“Echarle la vaca” a las pandillas

La noción de que un crimen que traspasa fronteras debe ser combatido en la misma dimensión, o sea con la cooperación regional y transnacional, no es nueva, pero las fuerzas policiales de Centroamérica, México y Norteamérica consolidan propuestas e ideas novedosas. En El Salvador acaba de concluir la Tercera Convención Antipandillas, donde participaron 180 delegados […]

La noción de que un crimen que traspasa fronteras debe ser combatido en la misma dimensión, o sea con la cooperación regional y transnacional, no es nueva, pero las fuerzas policiales de Centroamérica, México y Norteamérica consolidan propuestas e ideas novedosas.

En El Salvador acaba de concluir la Tercera Convención Antipandillas, donde participaron 180 delegados policiales de esos países. La cumbre de seguridad trajo nuevas de la expansión de las maras y produjo un paquete de acuerdos.

Entre la información revelada en el evento a la prensa salvadoreña, está que los pandilleros desarrollan sus redes en Canadá, país que hasta hace poco no se veía afectado por la presencia de grupos como la Mara Salvatrucha y la Mara 18, al menos a gran escala. En los últimos meses, las autoridades canadienses han deportado a decenas de mareros salvadoreños.

Hace unas semanas, en un foro sobre violencia y gobernabilidad en Madrid, se afirmó que la policía española ha detenido a pandilleros centroamericanos envueltos en la venta de drogas en Barcelona y Alicante, y que España, dado sus altos índices de consumo de estupefacientes, es un sitio ideal para ellos.

La cumbre consolidó viejas propuestas como la creación de un centro regional antipandillas para intercambiar información y que contará con el apoyo de la policía federal de Estados Unidos, el FBI; estará basado en El Salvador. Y también hay medidas nuevas que los gobiernos deberían estudiar e impulsar.

Entre éstas están una “difusión roja” para pandilleros. Esto es un mecanismo usado por la Interpol y que consiste en difundir la fotografía y datos de los delincuentes entre todos los países que pertenecen a ese cuerpo internacional.

Otra sugerencia es la creación de agregadurías policiales en Centroamérica para agilizar la búsqueda y deportación de pandilleros que hayan huido a países vecinos. Asimismo, se habla de establecer una asociación latinoamericana de investigadores de pandillas y de homologar las legislaciones.

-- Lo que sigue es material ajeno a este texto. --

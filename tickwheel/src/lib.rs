//! # Tickwheel
//!
//! A tick-driven event scheduler for Rust.
//!
//! Tickwheel provides a single cooperative heartbeat for real-time
//! applications (games, simulations, dashboards): one clock fires at a
//! configurable interval, and every registered event executes as part of
//! that firing according to its policy.
//!
//! ## Core Concepts
//!
//! - **TickClock**: owns the repeating timer and its start/stop lifecycle.
//!   Every firing performs exactly one dispatch step.
//! - **EventRegistry**: a key → event mapping. Events come in three
//!   flavors: *recurring* (every tick), *one-shot* (once, then gone), and
//!   *periodic* (every N ticks, optionally starting on the very next one).
//! - **Event-Driven**: lifecycle and registry changes are announced on a
//!   broadcast stream of [`SchedulerEvent`]s that the application can
//!   subscribe to.
//! - **Configuration-Driven**: the starting tick interval comes from a
//!   [`SchedulerConfig`], typically loaded from a TOML file.
//!
//! ## Example Usage
//!
//! ```rust,no_run
//! use tickwheel::prelude::*;
//! use std::time::Duration;
//!
//! #[tokio::main]
//! async fn main() -> anyhow::Result<()> {
//!     // 1. Create a clock with the default 0.6 s heartbeat.
//!     let clock = TickClock::new(SchedulerConfig::default());
//!
//!     // 2. Register some events.
//!     clock.registry().register_recurring("pulse", || println!("tick"));
//!     clock.registry().register_periodic("beat", 5, false, || {
//!         println!("every fifth tick");
//!     });
//!
//!     // 3. Speed things up one tick from now.
//!     clock.start();
//!     clock.change_interval(Duration::from_millis(100), true);
//!
//!     // 4. Run until Ctrl+C.
//!     clock.run().await
//! }
//! ```
//!
//! [`SchedulerEvent`]: crate::events::SchedulerEvent
//! [`SchedulerConfig`]: crate::config::SchedulerConfig

pub const VERSION: &str = env!("CARGO_PKG_VERSION");

// Declare all the modules in the crate.
pub mod clock;
pub mod components;
pub mod config;
pub mod events;
pub mod registry;
pub mod units;

/// A prelude module for easy importing of the most common Tickwheel types.
pub mod prelude {
    pub use crate::clock::TickClock;
    pub use crate::components::event::Action;
    pub use crate::config::SchedulerConfig;
    pub use crate::events::SchedulerEvent;
    pub use crate::registry::EventRegistry;
    pub use crate::units::TimeUnit;
}
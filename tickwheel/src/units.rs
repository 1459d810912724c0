//! Time-unit conversions.
//!
//! The scheduler core only ever consumes seconds (as a `Duration`); these
//! helpers exist so callers can express intervals in whatever unit reads
//! best, e.g. `TimeUnit::Minute.to_duration(1.5)` for 90 seconds.

use std::time::Duration;

use serde::Deserialize;

/// A wall-clock unit convertible to canonical seconds.
#[derive(Debug, Clone, Copy, PartialEq, Eq, Hash, Deserialize)]
#[serde(rename_all = "lowercase")]
pub enum TimeUnit {
    Millisecond,
    Second,
    Minute,
    Hour,
    Day,
}

impl TimeUnit {
    /// Seconds per one of this unit.
    pub const fn secs_per_unit(self) -> f64 {
        match self {
            TimeUnit::Millisecond => 0.001,
            TimeUnit::Second => 1.0,
            TimeUnit::Minute => 60.0,
            TimeUnit::Hour => 3_600.0,
            TimeUnit::Day => 86_400.0,
        }
    }

    /// `value` of this unit, in seconds.
    pub fn to_secs(self, value: f64) -> f64 {
        value * self.secs_per_unit()
    }

    /// `value` of this unit, as a `Duration` ready for the clock.
    pub fn to_duration(self, value: f64) -> Duration {
        Duration::from_secs_f64(self.to_secs(value))
    }
}
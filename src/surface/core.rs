use blake3::Hash;
use serde::Serialize;

use crate::caption::CaptionStyle;
use crate::error::{Result, StudioError};
use crate::geometry::{Dimensions, Placement};

/// The only two colours a meme frame ever needs.
#[derive(Debug, Clone, Copy, PartialEq, Eq, Serialize)]
#[serde(rename_all = "lowercase")]
pub enum Color {
    Black,
    White,
}

/// One entry in the surface's display list.
#[derive(Debug, Clone, PartialEq, Serialize)]
#[serde(tag = "op", rename_all = "snake_case")]
pub enum DrawOp {
    /// Flood the whole surface with a colour.
    Fill { color: Color },
    /// Blit decoded image content at its fitted placement.
    Image { name: String, placement: Placement },
    /// A caption line centred at `x`, baseline at `y`.
    Text {
        line: String,
        x: f64,
        y: f64,
        style: CaptionStyle,
    },
}

/// Sink the studio presents finished frames to. Real rasterization lives on
/// the collaborator's side of this trait; the crate never touches pixels.
pub trait RenderTarget {
    fn present(&mut self, size: Dimensions, ops: &[DrawOp]) -> Result<()>;
}

/// Fixed-size drawing surface backed by a display list.
///
/// Presenting is skipped when the display list hashes identically to the
/// last presented frame; a frame only goes downstream when its hash moves.
pub struct Surface {
    size: Dimensions,
    ops: Vec<DrawOp>,
    presented: Option<Hash>,
}

impl Surface {
    pub fn new(size: Dimensions) -> Result<Self> {
        if !size.is_valid() {
            return Err(StudioError::InvalidDimensions {
                width: size.width,
                height: size.height,
            });
        }
        Ok(Self {
            size,
            ops: Vec::new(),
            presented: None,
        })
    }

    pub fn size(&self) -> Dimensions {
        self.size
    }

    pub fn ops(&self) -> &[DrawOp] {
        &self.ops
    }

    pub fn fill(&mut self, color: Color) {
        self.ops.push(DrawOp::Fill { color });
    }

    pub fn blit(&mut self, name: impl Into<String>, placement: Placement) {
        self.ops.push(DrawOp::Image {
            name: name.into(),
            placement,
        });
    }

    pub fn text(&mut self, line: impl Into<String>, x: f64, y: f64, style: CaptionStyle) {
        self.ops.push(DrawOp::Text {
            line: line.into(),
            x,
            y,
            style,
        });
    }

    /// Drop every queued op. The last-presented hash survives, so a clear
    /// followed by a present pushes the now-empty frame downstream.
    pub fn clear(&mut self) {
        self.ops.clear();
    }

    /// Present the display list to `target` unless it is identical to the
    /// frame presented last time. Returns whether a present happened.
    pub fn present(&mut self, target: &mut dyn RenderTarget) -> Result<bool> {
        let digest = self.digest();
        if self.presented.map(|h| h == digest).unwrap_or(false) {
            return Ok(false);
        }
        target.present(self.size, &self.ops)?;
        self.presented = Some(digest);
        Ok(true)
    }

    fn digest(&self) -> Hash {
        let bytes = serde_json::to_vec(&self.ops).unwrap_or_default();
        blake3::hash(&bytes)
    }
}

/// Render target that stores every presented frame. Used by tests and demos
/// in place of a real rasterizer.
#[derive(Debug, Default)]
pub struct RecordingTarget {
    frames: Vec<Vec<DrawOp>>,
}

impl RecordingTarget {
    pub fn new() -> Self {
        Self::default()
    }

    pub fn frames(&self) -> &[Vec<DrawOp>] {
        &self.frames
    }

    pub fn last_frame(&self) -> Option<&[DrawOp]> {
        self.frames.last().map(Vec::as_slice)
    }
}

impl RenderTarget for RecordingTarget {
    fn present(&mut self, _size: Dimensions, ops: &[DrawOp]) -> Result<()> {
        self.frames.push(ops.to_vec());
        Ok(())
    }
}

#[cfg(test)]
mod tests {
    use super::*;

    fn surface() -> Surface {
        Surface::new(Dimensions::new(400.0, 300.0)).unwrap()
    }

    #[test]
    fn rejects_degenerate_sizes() {
        assert!(Surface::new(Dimensions::new(0.0, 300.0)).is_err());
        assert!(Surface::new(Dimensions::new(400.0, -1.0)).is_err());
    }

    #[test]
    fn present_skips_unchanged_frames() {
        let mut surface = surface();
        let mut target = RecordingTarget::new();

        surface.fill(Color::Black);
        assert!(surface.present(&mut target).unwrap());
        assert!(!surface.present(&mut target).unwrap());
        assert_eq!(target.frames().len(), 1);

        surface.text("HELLO", 200.0, 30.0, CaptionStyle::Fill);
        assert!(surface.present(&mut target).unwrap());
        assert_eq!(target.frames().len(), 2);
    }

    #[test]
    fn clear_produces_a_fresh_empty_frame() {
        let mut surface = surface();
        let mut target = RecordingTarget::new();

        surface.fill(Color::Black);
        surface.present(&mut target).unwrap();

        surface.clear();
        assert!(surface.present(&mut target).unwrap());
        assert_eq!(target.last_frame().unwrap().len(), 0);
    }
}
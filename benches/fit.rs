use criterion::{Criterion, black_box, criterion_group, criterion_main};
use meme_studio::{
    Command, Dimensions, NullSpeech, RecordingTarget, StudioRuntime, Voice, compute_fit,
};

fn fit_calculator(c: &mut Criterion) {
    let container = Dimensions::new(400.0, 300.0);
    let contents = [
        Dimensions::new(100.0, 200.0),
        Dimensions::new(200.0, 100.0),
        Dimensions::new(640.0, 480.0),
        Dimensions::new(1080.0, 1920.0),
    ];

    c.bench_function("fit_calculator", |b| {
        b.iter(|| {
            for content in contents {
                let placement =
                    compute_fit(black_box(container), black_box(content)).expect("fit");
                black_box(placement);
            }
        });
    });
}

fn scripted_session(c: &mut Criterion) {
    let script = session_script();
    c.bench_function("scripted_session", |b| {
        b.iter(|| {
            let mut studio = build_studio().expect("studio");
            let mut target = RecordingTarget::new();
            studio
                .run_scripted(black_box(script.clone()), &mut target)
                .expect("scripted run");
        });
    });
}

fn build_studio() -> meme_studio::Result<StudioRuntime> {
    StudioRuntime::new(Dimensions::new(400.0, 300.0), Box::new(NullSpeech))
}

fn session_script() -> Vec<Command> {
    vec![
        Command::VoicesReady {
            voices: vec![Voice::new("Alex", "en-US", true)],
        },
        Command::LoadImage {
            name: "bench.png".into(),
        },
        Command::ImageDecoded {
            dimensions: Dimensions::new(1280.0, 720.0),
        },
        Command::GenerateCaption {
            top: "ONE DOES NOT SIMPLY".into(),
            bottom: "BENCHMARK A MEME".into(),
        },
        Command::Speak,
        Command::PlaybackFinished,
        Command::Clear,
    ]
}

criterion_group!(benches, fit_calculator, scripted_session);
criterion_main!(benches);
//! Error module orchestrator.
//!
//! Downstream code imports error types from here while the definitions live
//! in the private `types` module.

mod types;

pub use types::{Result, StudioError};
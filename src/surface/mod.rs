//! Surface module orchestrator.

mod core;

pub use core::{Color, DrawOp, RecordingTarget, RenderTarget, Surface};
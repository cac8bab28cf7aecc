//! Fit module orchestrator.
//!
//! The fit calculator lives in the private `core` module; callers import
//! `compute_fit` from here.

mod core;

pub use core::compute_fit;
use serde::Serialize;

/// Extent of a drawing surface or of decoded image content, in pixels.
#[derive(Debug, Clone, Copy, PartialEq, Serialize)]
pub struct Dimensions {
    pub width: f64,
    pub height: f64,
}

impl Dimensions {
    pub const fn new(width: f64, height: f64) -> Self {
        Self { width, height }
    }

    /// Width over height. Meaningless unless `is_valid()` holds.
    pub fn aspect_ratio(&self) -> f64 {
        self.width / self.height
    }

    /// Both axes finite and strictly positive.
    pub fn is_valid(&self) -> bool {
        self.width.is_finite()
            && self.height.is_finite()
            && self.width > 0.0
            && self.height > 0.0
    }
}

/// Rectangle at which scaled content lands inside a container, anchored at
/// its top-left corner in container coordinates.
///
/// A placement is computed fresh on every fit call and consumed immediately
/// by a draw op; nothing in the crate caches or mutates one.
#[derive(Debug, Clone, Copy, PartialEq, Serialize)]
pub struct Placement {
    pub x: f64,
    pub y: f64,
    pub width: f64,
    pub height: f64,
}

impl Placement {
    pub const fn new(x: f64, y: f64, width: f64, height: f64) -> Self {
        Self {
            x,
            y,
            width,
            height,
        }
    }

    pub fn right(&self) -> f64 {
        self.x + self.width
    }

    pub fn bottom(&self) -> f64 {
        self.y + self.height
    }
}
//! Caption module orchestrator.

mod core;

pub use core::{CaptionPair, CaptionStyle, TOP_BASELINE, BOTTOM_BASELINE, display_width};
//! Meme studio composition engine.
//!
//! Models a meme maker as a library: a fixed-size surface, a fit calculator
//! that letterboxes arbitrary-ratio images onto it, top/bottom captions, and
//! a speech layer that reads the captions aloud. All behaviour is driven
//! through explicit [`Command`] values against a [`StudioRuntime`]; image
//! decoding, rasterization, and audio output stay behind the
//! [`RenderTarget`] and [`SpeechBackend`] seams.

pub mod caption;
pub mod error;
pub mod fit;
pub mod geometry;
pub mod logging;
pub mod metrics;
pub mod speech;
pub mod studio;
pub mod surface;

pub use caption::{BOTTOM_BASELINE, CaptionPair, CaptionStyle, TOP_BASELINE, display_width};
pub use error::{Result, StudioError};
pub use fit::compute_fit;
pub use geometry::{Dimensions, Placement};
pub use logging::{
    FileSink, LogEvent, LogFields, LogLevel, LogSink, Logger, LoggingError, LoggingResult,
    MemorySink, event_with_fields, json_kv,
};
pub use metrics::{MetricSnapshot, StudioMetrics};
pub use speech::{NullSpeech, SpeechBackend, Utterance, Voice, VoiceCatalog, Volume, VolumeLevel};
pub use studio::{
    Command, CommandFlow, Controls, ImageLoadState, PlaybackState, StudioConfig, StudioRuntime,
};
pub use surface::{Color, DrawOp, RecordingTarget, RenderTarget, Surface};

Naturalmente, el intercambio de información es un elemento fundamental, pero también se puede enfrentar obstáculos muy graves.

Uno de ellos es la infiltración de las fuerzas de seguridad por el narcotráfico, otras mafias y la corrupción institucional. ¿Un ejemplo? Guatemala. El asesinato de los tres diputados salvadoreños al Parlacen y de su chofer dejó al desnudo la abrumadora penetración por los mafiosos de las fuerzas del orden. Más de 1,500 policías serán reemplazados y se lleva a cabo un proceso de depuración que abarca desde los puestos más altos de la jerarquía cuyos resultados no son ciertos. ¿Es posible compartir información sensible con una institución bajo la sospecha de estar coludida con los maleantes y que hasta podría poner en peligro la vida de agentes infiltrados? Vale la pena preguntárselo.

Sin duda todas estas ideas son positivas pero no deja de ser cierto que siguen enfocándose únicamente en métodos represivos.

El experto Abraham Abrego, de la Fundación de Estudios para la Aplicación del Derecho (Fespad) de El Salvador, asegura que “la política para el combate a la delincuencia está sesgada por los planes de mano dura que han fracasado porque no han disminuido los índices de criminalidad, violencia y homicidios, sino que se han incrementado”.

Las estadísticas parecen darle la razón. Coincidiendo con el foro policial, nueve ONG dieron a conocer en El Salvador el reporte titulado “Centroamérica 2005-2006, desde una perspectiva de Derechos Humanos”, informó la agencia AFP.

El informe confirma que el Triángulo Norte —Guatemala, El Salvador y Honduras, países con las políticas más duras contra las pandillas— tiene tasas elevadas de homicidios “endémicas”. Las diferencias con Nicaragua y Costa Rica son abismales.

Cito el documento: “Las cifras comparativas entre los países en la región registran 55.5 homicidios por cada 100,000 habitantes en El Salvador; 40.6 en Honduras y 37.5 en Guatemala. En contraste, Nicaragua no llega a 8 (por cada 100,000) y Costa Rica registra 6.2”.

Palos no pueden ser la única respuesta. Son necesarias políticas sociales más amplias como parte de la respuesta global. Pero de esto no se habla o los gobiernos no quieren debatir. Mientras, la zozobra social continúa.